ACTION ITEM —
Go over the records and copy every line with the string "index".

INPUT MATERIAL —
>>

//! In-memory FreePBX databases for integration testing

#![allow(dead_code)]

use freepbx_callflow::{MemorySource, MemoryTable};

pub const MAIN_DID: &str = "2485550100";
pub const NIGHT_DID: &str = "5550199";

fn users() -> MemoryTable {
    MemoryTable::new(["extension", "name", "voicemail", "outboundcid"])
        .row(["410", "Alice", "default", ""])
        .row(["411", "Bob", "default", ""])
        .row(["200", "Reception", "novm", "\"Acme\" <2485550100>"])
}

/// Current-style schema: every component present under its newest name.
///
/// DID 2485550100 goes to time condition 5 ("Business Hours Check"): open
/// hours ring group 10, closed hours IVR 2. DID 5550199 rewrites the caller
/// ID and hands off to a misc destination. A catch-all route hangs up.
pub fn modern_pbx() -> MemorySource {
    MemorySource::new()
        .table(
            "incoming",
            MemoryTable::new([
                "extension",
                "cidnum",
                "description",
                "destination",
                "alertinfo",
                "grppre",
                "mohclass",
            ])
            .row([NIGHT_DID, "", "Night line", "app-setcid,1,1", "", "", "default"])
            .row([MAIN_DID, "", "Main Line", "timeconditions,5,1", "", "", "default"])
            .row(["", "", "Catch-all", "app-blackhole,hangup,1", "", "", "default"]),
        )
        .table(
            "timeconditions",
            MemoryTable::new([
                "timeconditions_id",
                "displayname",
                "truegoto",
                "falsegoto",
                "mode",
                "time",
            ])
            .row([
                "5",
                "Business Hours Check",
                "ext-group,10,1",
                "ivr-2,s,1",
                "time-group",
                "1",
            ]),
        )
        .table("users", users())
        .table(
            "ringgroups",
            MemoryTable::new(["grpnum", "description", "strategy", "grplist", "grptime", "postdest"])
                .row(["10", "Sales", "ringall", "410-411-412", "20", "ext-local,vmu410,1"]),
        )
        .table(
            "ivr_details",
            MemoryTable::new([
                "id",
                "name",
                "description",
                "announcement",
                "timeout_destination",
                "invalid_destination",
            ])
            .row(["2", "Main Menu", "After hours menu", "3", "app-announcement-3,s,1", ""]),
        )
        .table(
            "ivr_entries",
            MemoryTable::new(["ivr_id", "selection", "dest"])
                .row(["2", "1", "ext-local,410,1"])
                .row(["2", "2", "ext-queues,400,1"]),
        )
        .table(
            "queues_config",
            MemoryTable::new(["extension", "descr", "strategy"]).row(["400", "Support", "rrmemory"]),
        )
        .table(
            "announcement",
            MemoryTable::new(["announcement_id", "description", "filename"]).row([
                "3",
                "Closed message",
                "custom/closed",
            ]),
        )
        .table(
            "trunks",
            MemoryTable::new(["trunkid", "name", "tech", "outcid", "disabled"])
                .row(["1", "carrier-a", "pjsip", "2485550100", "off"]),
        )
        .table(
            "setcid",
            MemoryTable::new(["cid_id", "description", "cid_name", "cid_num", "dest"]).row([
                "1",
                "Night prefix",
                "Night: ${CALLERID(name)}",
                "${CALLERID(num)}",
                "ext-miscdests,1,1",
            ]),
        )
        .table(
            "miscdests",
            MemoryTable::new(["id", "description", "destdial"]).row(["1", "On-call cell", "5551234"]),
        )
        .table(
            "meetme",
            MemoryTable::new(["exten", "description"]).row(["800", "Staff bridge"]),
        )
        .table(
            "findmefollow",
            MemoryTable::new(["grpnum", "strategy", "grplist", "postdest"])
                .row(["410", "ringallv2", "410-5559876#", "ext-local,vmu410,1"]),
        )
}

/// Older naming: `time_conditions`, `ring_groups`, `ivr`, `inbound_routes`
/// with renamed columns, and no queue, announcement or conference tables.
pub fn legacy_pbx() -> MemorySource {
    MemorySource::new()
        .table(
            "inbound_routes",
            MemoryTable::new(["did", "cid", "descr", "dest"]).row([
                MAIN_DID,
                "",
                "Main Line",
                "timeconditions,5,1",
            ]),
        )
        .table(
            "time_conditions",
            MemoryTable::new(["id", "name", "destination_true", "destination_false", "toggle_mode"])
                .row([
                    "5",
                    "Business Hours Check",
                    "ext-group,10,1",
                    "ivr-2,s,1",
                    "time-group",
                ]),
        )
        .table(
            "extensions",
            MemoryTable::new(["id", "description"])
                .row(["410", "Alice"])
                .row(["411", "Bob"]),
        )
        .table(
            "ring_groups",
            MemoryTable::new(["group_number", "name", "ringstrategy", "members", "failover_dest"])
                .row(["10", "Sales", "ringall", "410-411-412", ""]),
        )
        .table(
            "ivr",
            MemoryTable::new(["ivr_id", "displayname", "timeout_dest", "invalid_dest"])
                .row(["2", "Main Menu", "", "app-blackhole,hangup,1"]),
        )
        .table(
            "ivr_dests",
            MemoryTable::new(["ivr", "digits", "goto"]).row(["2", "1", "ext-local,410,1"]),
        )
}

/// Time conditions 1..=count, each one's open branch leading to the next
pub fn chained_time_conditions(count: usize) -> MemorySource {
    let ids: Vec<String> = (1..=count)
        .map(|i| i.to_string())
        .collect();
    let next: Vec<String> = (1..=count)
        .map(|i| format!("timeconditions,{},1", i + 1))
        .collect();
    let mut table = MemoryTable::new(["timeconditions_id", "displayname", "truegoto", "falsegoto"]);
    for (id, next) in ids
        .iter()
        .zip(&next)
    {
        table = table.row([id.as_str(), "Chain", next.as_str(), "app-blackhole,hangup,1"]);
    }
    MemorySource::new()
        .table(
            "incoming",
            MemoryTable::new(["extension", "destination"]).row(["100", "timeconditions,1,1"]),
        )
        .table("timeconditions", table)
}
//! Decoding of `mysql --batch --skip-column-names` output.
//!
//! Batch mode writes one row per line with tab-separated fields. Inside a
//! field, backslash, tab, newline and NUL are escaped as `\\`, `\t`, `\n` and
//! `\0`, and SQL NULL prints as the bare word `NULL`.

use crate::{
    constants::*,
    error::{CallflowError, CallflowResult},
};

/// Decode one escaped batch field. NULL becomes the empty string.
pub(crate) fn decode_field(raw: &str) -> String {
    if raw == NULL_MARKER {
        return String::new();
    }
    if !raw.contains('\\') {
        return raw.to_string();
    }

    let mut out = String::with_capacity(raw.len());
    let mut chars = raw.chars();
    while let Some(ch) = chars.next() {
        if ch != '\\' {
            out.push(ch);
            continue;
        }
        match chars.next() {
            Some('n') => out.push('\n'),
            Some('t') => out.push('\t'),
            Some('0') => out.push('\0'),
            Some('\\') => out.push('\\'),
            Some(other) => {
                out.push('\\');
                out.push(other);
            }
            None => out.push('\\'),
        }
    }
    out
}

/// Split batch output into decoded rows.
///
/// With `expected_fields` set, every row must have exactly that many fields.
pub(crate) fn parse_rows(
    output: &str,
    expected_fields: Option<usize>,
) -> CallflowResult<Vec<Vec<String>>> {
    let mut rows = Vec::new();

    for (index, line) in output
        .split(ROW_SEPARATOR)
        .enumerate()
    {
        let line = line
            .strip_suffix('\r')
            .unwrap_or(line);
        if line.is_empty() {
            continue;
        }

        let row: Vec<String> = line
            .split(FIELD_SEPARATOR)
            .map(decode_field)
            .collect();

        if let Some(expected) = expected_fields {
            if row.len() != expected {
                return Err(CallflowError::MalformedOutput {
                    line: index + 1,
                    expected,
                    found: row.len(),
                });
            }
        }
        rows.push(row);
    }

    Ok(rows)
}

/// Pull the numeric code out of `ERROR 2002 (HY000): Can't connect ...`
pub(crate) fn client_error_code(stderr: &str) -> Option<u32> {
    let rest = stderr
        .lines()
        .find_map(|line| {
            line.trim()
                .strip_prefix("ERROR ")
        })?;
    let digits: String = rest
        .chars()
        .take_while(|c| c.is_ascii_digit())
        .collect();
    digits
        .parse()
        .ok()
}
//! Error types for schema discovery and data collection.
//!
//! All fallible operations in this crate return [`CallflowResult<T>`].  Errors
//! are classified into two axes for caller convenience:
//!
//! - **Connection errors** ([`CallflowError::is_connection_error`]): the data
//!   source cannot be reached at all and the run should stop.
//! - **Recoverable errors** ([`CallflowError::is_recoverable`]): one query
//!   failed but the source is still usable; the affected component degrades
//!   to empty and the rest of the report carries on.

use thiserror::Error;

/// Result type alias for call-flow operations
pub type CallflowResult<T> = Result<T, CallflowError>;

/// Comprehensive error types for call-flow discovery
#[derive(Error, Debug)]
#[non_exhaustive]
pub enum CallflowError {
    /// IO error from spawning or talking to the database client
    #[error("IO error: {0}")]
    Io(#[from] std::io::Error),

    /// The `mysql` client binary could not be found
    #[error("Database client not found: {program}")]
    ClientNotFound { program: String },

    /// Server unreachable, access denied or unknown database
    #[error("Connection failed: {reason}")]
    ConnectionFailed { reason: String },

    /// The server rejected a query
    #[error("Query failed: {reason} (query: {query})")]
    QueryFailed { query: String, reason: String },

    /// Timeout waiting for a query to finish
    #[error("Query timed out after {timeout_ms}ms")]
    Timeout { timeout_ms: u64 },

    /// Client output did not have the expected shape
    #[error("Malformed client output on line {line}: expected {expected} fields, found {found}")]
    MalformedOutput {
        line: usize,
        expected: usize,
        found: usize,
    },

    /// Table is not present in the source
    #[error("Unknown table: {table}")]
    UnknownTable { table: String },

    /// JSON parsing error
    #[error("JSON error: {0}")]
    JsonError(#[from] serde_json::Error),

    /// Snapshot file could not be used
    #[error("Invalid snapshot: {message}")]
    InvalidSnapshot { message: String },

    /// Generic error with custom message
    #[error("Call-flow error: {message}")]
    Generic { message: String },
}

impl CallflowError {
    pub fn generic(message: impl Into<String>) -> Self {
        Self::Generic {
            message: message.into(),
        }
    }

    pub fn connection_failed(reason: impl Into<String>) -> Self {
        Self::ConnectionFailed {
            reason: reason.into(),
        }
    }

    pub fn query_failed(query: impl Into<String>, reason: impl Into<String>) -> Self {
        Self::QueryFailed {
            query: query.into(),
            reason: reason.into(),
        }
    }

    /// `true` if the source is still usable and only this query was lost.
    ///
    /// Recoverable: `QueryFailed`, `Timeout`, `MalformedOutput`, `UnknownTable`.
    pub fn is_recoverable(&self) -> bool {
        match self {
            CallflowError::Io(_) => false,
            CallflowError::ClientNotFound { .. } => false,
            CallflowError::ConnectionFailed { .. } => false,
            CallflowError::QueryFailed { .. } => true,
            CallflowError::Timeout { .. } => true,
            CallflowError::MalformedOutput { .. } => true,
            CallflowError::UnknownTable { .. } => true,
            _ => false,
        }
    }

    /// `true` if the data source cannot be reached and the run should stop.
    ///
    /// Matches: `Io`, `ClientNotFound`, `ConnectionFailed`.
    pub fn is_connection_error(&self) -> bool {
        matches!(
            self,
            CallflowError::Io(_)
                | CallflowError::ClientNotFound { .. }
                | CallflowError::ConnectionFailed { .. }
        )
    }
}

#[cfg(test)]
mod tests {
    use super::*;

    #[test]
    fn timeout_is_recoverable_not_fatal() {
        let err = CallflowError::Timeout { timeout_ms: 500 };
        assert!(err.is_recoverable());
        assert!(!err.is_connection_error());
    }

    #[test]
    fn connection_failure_is_fatal() {
        let err = CallflowError::connection_failed("Access denied for user 'root'");
        assert!(err.is_connection_error());
        assert!(!err.is_recoverable());
        assert_eq!(
            err.to_string(),
            "Connection failed: Access denied for user 'root'"
        );
    }
}
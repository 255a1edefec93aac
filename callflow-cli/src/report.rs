//! Report generation for fpbx-callflow

use anyhow::Result;
use freepbx_callflow::{
    pipeline::RouteFlow, Analysis, CallFlowNode, CallFlowReport, FlowRenderer, RenderOptions,
    ResolverOptions,
};
use serde::Serialize;

/// One route in the JSON output
#[derive(Serialize)]
struct RouteJson<'a> {
    did: &'a str,
    cid: &'a str,
    description: &'a str,
    destination: &'a str,
    flow: &'a CallFlowNode,
}

impl<'a> From<&'a RouteFlow<'a>> for RouteJson<'a> {
    fn from(flow: &'a RouteFlow<'a>) -> Self {
        Self {
            did: &flow.route.did,
            cid: &flow.route.cid,
            description: &flow.route.description,
            destination: &flow.route.destination,
            flow: &flow.root,
        }
    }
}

/// Builds the final report text
pub struct ReportWriter {
    render: RenderOptions,
    resolver: ResolverOptions,
}

impl ReportWriter {
    pub fn new(render: RenderOptions, resolver: ResolverOptions) -> Self {
        Self { render, resolver }
    }

    /// Rendered trees, one line per row, newline-terminated
    pub fn text(&self, analysis: &Analysis, did: Option<&str>) -> String {
        let renderer = FlowRenderer::new(self.render);
        let report = CallFlowReport::with_options(&analysis.model, self.resolver);

        let mut text = report
            .render(&renderer, did)
            .join("\n");
        text.push('\n');
        text
    }

    /// Resolved trees as a JSON array; a missing DID yields an empty array
    pub fn json(&self, analysis: &Analysis, did: Option<&str>) -> Result<String> {
        let report = CallFlowReport::with_options(&analysis.model, self.resolver);
        let flows: Vec<RouteFlow> = match did {
            Some(did) => report
                .route(did)
                .into_iter()
                .collect(),
            None => report.all_routes(),
        };

        let routes: Vec<RouteJson> = flows
            .iter()
            .map(RouteJson::from)
            .collect();
        let mut text = serde_json::to_string_pretty(&routes)?;
        text.push('\n');
        Ok(text)
    }
}
//! Integration tests against a live FreePBX database.
//!
//! These tests need the `mysql` client and a FreePBX `asterisk` database
//! reachable through the default socket as root (password from `MYSQL_PWD`).
//! Run with: cargo test --test live_freepbx -- --ignored

use freepbx_callflow::{
    analyze, CallFlowReport, CollectionStatus, ComponentKind, FlowRenderer, MysqlOptions,
    MysqlSource, RenderOptions, SchemaCatalog, SchemaSource,
};
use std::time::Duration;

fn source() -> MysqlSource {
    MysqlSource::new(
        MysqlOptions::new()
            .password(std::env::var("MYSQL_PWD").ok())
            .timeout(Duration::from_secs(10)),
    )
}

#[tokio::test]
#[ignore]
async fn live_list_tables() {
    let source = source();
    let tables = source
        .list_tables()
        .await
        .unwrap();
    assert!(
        tables.contains("users"),
        "expected a users table, got {:?}",
        tables
    );
}

#[tokio::test]
#[ignore]
async fn live_describe_incoming() {
    let source = source();
    let catalog = SchemaCatalog::load(&source)
        .await
        .unwrap();
    let columns = catalog
        .describe_table("incoming")
        .await;
    assert!(columns.contains_key("destination"));
    assert!(catalog
        .describe_table("no_such_table")
        .await
        .is_empty());
}

#[tokio::test]
#[ignore]
async fn live_analysis_completes() {
    let analysis = analyze(&source())
        .await
        .unwrap();
    assert_eq!(
        analysis
            .collected
            .status(ComponentKind::InboundRoutes),
        Some(&CollectionStatus::Collected)
    );

    let lines = CallFlowReport::new(&analysis.model)
        .render(&FlowRenderer::new(RenderOptions::plain()), None);
    assert!(!lines.is_empty());
}

#[tokio::test]
#[ignore]
async fn live_wrong_password_is_connection_error() {
    let source = MysqlSource::new(
        MysqlOptions::new()
            .user("callflow_nobody")
            .password(Some("wrong".into())),
    );
    let err = source
        .list_tables()
        .await
        .unwrap_err();
    assert!(err.is_connection_error(), "unexpected error: {}", err);
}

<<

PROBLEM SOLUTION —
    for (index, line) in output
                    line: index + 1,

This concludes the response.